(INFORMATION PROVIDED)
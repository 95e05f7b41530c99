//! Shared HTTP constants (content types, problem URIs, landing text).

pub(crate) const METRICS_CONTENT_TYPE: &str = "text/plain; version=0.0.4";

pub(crate) const PROBLEM_INTERNAL: &str = "urn:qbt-exporter:problem:internal";
pub(crate) const PROBLEM_UPSTREAM: &str = "urn:qbt-exporter:problem:upstream";

pub(crate) const INDEX_BODY: &str = "qBittorrent exporter\n\nMetrics are served at /metrics\n";
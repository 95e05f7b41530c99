#![forbid(unsafe_code)]
#![deny(
    warnings,
    dead_code,
    unused,
    unused_imports,
    unused_must_use,
    unreachable_pub,
    clippy::all,
    clippy::pedantic,
    clippy::nursery,
    rustdoc::broken_intra_doc_links,
    rustdoc::bare_urls,
    missing_docs
)]
#![allow(clippy::module_name_repetitions)]

//! qBittorrent exporter wiring.
//!
//! Layout:
//! - `cli.rs`: flags and environment overrides
//! - `bootstrap.rs`: logging, login, and listener startup
//! - `scrape.rs`: upstream fetch and fold into the metrics registry
//! - `http/`: router, handlers, and problem responses

/// Startup sequence for the exporter binary.
pub mod bootstrap;
/// Command-line configuration.
pub mod cli;
/// Application-level errors.
pub mod error;
/// HTTP surface serving the exposition.
pub mod http;
/// Upstream scrape and registry update.
pub mod scrape;

pub use bootstrap::run_app;
pub use error::{AppError, AppResult};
(End INFORMATION PROVIDED)
*ACTIVITY:* Go through the data above from its first line and copy each line exactly, stopping once the line with "pub(crate) const PROBLEM_UPSTREAM: &str" has been copied.

*FINISHED TASK:*
repository 95e05f7b41530c99
//! Shared HTTP constants (content types, problem URIs, landing text).

pub(crate) const METRICS_CONTENT_TYPE: &str = "text/plain; version=0.0.4";

pub(crate) const PROBLEM_INTERNAL: &str = "urn:qbt-exporter:problem:internal";
pub(crate) const PROBLEM_UPSTREAM: &str = "urn:qbt-exporter:problem:upstream";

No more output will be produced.